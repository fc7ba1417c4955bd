//! HTTP server core implementation

use crate::config::{Config, ServerConfig};
use crate::server::routes;
use crate::server::state::AppState;
use crate::utils::error::{GatewayError, Result};
use actix_web::{App, HttpServer as ActixHttpServer, middleware::DefaultHeaders, web};
use std::time::Duration;
use tokio::task::JoinHandle;
use tokio::time::MissedTickBehavior;
use tracing::{debug, info, warn};
use tracing_actix_web::TracingLogger;

const SERVER_HEADER: &str = concat!("litellm-ws-gateway/", env!("CARGO_PKG_VERSION"));

/// HTTP server
pub struct HttpServer {
    config: ServerConfig,
    state: AppState,
}

impl HttpServer {
    /// Build all components from configuration. Must run inside a tokio runtime.
    pub fn new(config: &Config) -> Result<Self> {
        info!("Creating HTTP server");
        let state = AppState::from_config(config.clone())?;
        Ok(Self::with_state(state))
    }

    pub fn with_state(state: AppState) -> Self {
        Self {
            config: state.config.gateway.server.clone(),
            state,
        }
    }

    /// Create the Actix-web application
    pub fn create_app(
        state: web::Data<AppState>,
    ) -> App<
        impl actix_web::dev::ServiceFactory<
            actix_web::dev::ServiceRequest,
            Config = (),
            Response = actix_web::dev::ServiceResponse<impl actix_web::body::MessageBody>,
            Error = actix_web::Error,
            InitError = (),
        >,
    > {
        App::new()
            .app_data(state)
            .wrap(TracingLogger::default())
            .wrap(DefaultHeaders::new().add(("Server", SERVER_HEADER)))
            .configure(routes::configure_routes)
    }

    /// Serve until the process is asked to stop, then close every connection
    pub async fn start(self) -> Result<()> {
        let bind_addr = self.config.address();
        let heartbeat = spawn_heartbeat(self.state.clone(), self.config.heartbeat_interval());

        let data = web::Data::new(self.state.clone());
        let mut server = ActixHttpServer::new(move || Self::create_app(data.clone()));
        if let Some(workers) = self.config.workers {
            server = server.workers(workers);
        }

        let server = server
            .bind(&bind_addr)
            .map_err(|e| GatewayError::config(format!("Failed to bind {}: {}", bind_addr, e)))?
            .run();

        info!("HTTP server listening on {}", bind_addr);
        let result = server.await;

        heartbeat.abort();
        self.state.connections.shutdown().await;
        info!("HTTP server stopped");

        result.map_err(|e| GatewayError::internal(format!("Server error: {}", e)))
    }

    pub fn config(&self) -> &ServerConfig {
        &self.config
    }

    pub fn state(&self) -> &AppState {
        &self.state
    }
}

/// Periodic liveness sweep, independent of any single connection
pub fn spawn_heartbeat(state: AppState, period: Duration) -> JoinHandle<()> {
    let period = period.max(Duration::from_secs(1));
    tokio::spawn(async move {
        let mut ticker = tokio::time::interval(period);
        ticker.set_missed_tick_behavior(MissedTickBehavior::Delay);
        // the first tick completes immediately
        ticker.tick().await;

        loop {
            ticker.tick().await;
            let report = state.connections.heartbeat().await;
            let purged = state.usage.purge_expired();
            if report.swept > 0 {
                warn!(swept = report.swept, "Reclaimed unresponsive connections");
            }
            debug!(
                probed = report.probed,
                purged_usage_windows = purged,
                "Heartbeat"
            );
        }
    })
}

-----

## [Exercise]
Could you copy out the data in full, exactly as it is written?

## [The completed task]
repository fc7ba1417c4955bd
//! HTTP server core implementation

use crate::config::{Config, ServerConfig};
use crate::server::routes;
use crate::server::state::AppState;
use crate::utils::error::{GatewayError, Result};
use actix_web::{App, HttpServer as ActixHttpServer, middleware::DefaultHeaders, web};
use std::time::Duration;
use tokio::task::JoinHandle;
use tokio::time::MissedTickBehavior;
use tracing::{debug, info, warn};
use tracing_actix_web::TracingLogger;

const SERVER_HEADER: &str = concat!("litellm-ws-gateway/", env!("CARGO_PKG_VERSION"));

/// HTTP server
pub struct HttpServer {
    config: ServerConfig,
    state: AppState,
}

impl HttpServer {
    /// Build all components from configuration. Must run inside a tokio runtime.
    pub fn new(config: &Config) -> Result<Self> {
        info!("Creating HTTP server");
        let state = AppState::from_config(config.clone())?;
        Ok(Self::with_state(state))
    }

    pub fn with_state(state: AppState) -> Self {
        Self {
            config: state.config.gateway.server.clone(),
            state,
        }
    }

    /// Create the Actix-web application
    pub fn create_app(
        state: web::Data<AppState>,
    ) -> App<
        impl actix_web::dev::ServiceFactory<
            actix_web::dev::ServiceRequest,
            Config = (),
            Response = actix_web::dev::ServiceResponse<impl actix_web::body::MessageBody>,
            Error = actix_web::Error,
            InitError = (),
        >,
    > {
        App::new()
            .app_data(state)
            .wrap(TracingLogger::default())
            .wrap(DefaultHeaders::new().add(("Server", SERVER_HEADER)))
            .configure(routes::configure_routes)
    }

    /// Serve until the process is asked to stop, then close every connection
    pub async fn start(self) -> Result<()> {
        let bind_addr = self.config.address();
        let heartbeat = spawn_heartbeat(self.state.clone(), self.config.heartbeat_interval());

        let data = web::Data::new(self.state.clone());
        let mut server = ActixHttpServer::new(move || Self::create_app(data.clone()));
        if let Some(workers) = self.config.workers {
            server = server.workers(workers);
        }

        let server = server
            .bind(&bind_addr)
            .map_err(|e| GatewayError::config(format!("Failed to bind {}: {}", bind_addr, e)))?
            .run();

        info!("HTTP server listening on {}", bind_addr);
        let result = server.await;

        heartbeat.abort();
        self.state.connections.shutdown().await;
        info!("HTTP server stopped");

        result.map_err(|e| GatewayError::internal(format!("Server error: {}", e)))
    }

    pub fn config(&self) -> &ServerConfig {
        &self.config
    }

    pub fn state(&self) -> &AppState {
        &self.state
    }
}

/// Periodic liveness sweep, independent of any single connection
pub fn spawn_heartbeat(state: AppState, period: Duration) -> JoinHandle<()> {
    let period = period.max(Duration::from_secs(1));
    tokio::spawn(async move {
        let mut ticker = tokio::time::interval(period);
        ticker.set_missed_tick_behavior(MissedTickBehavior::Delay);
        // the first tick completes immediately
        ticker.tick().await;

        loop {
            ticker.tick().await;
            let report = state.connections.heartbeat().await;
            let purged = state.usage.purge_expired();
            if report.swept > 0 {
                warn!(swept = report.swept, "Reclaimed unresponsive connections");
            }
            debug!(
                probed = report.probed,
                purged_usage_windows = purged,
                "Heartbeat"
            );
        }
    })
}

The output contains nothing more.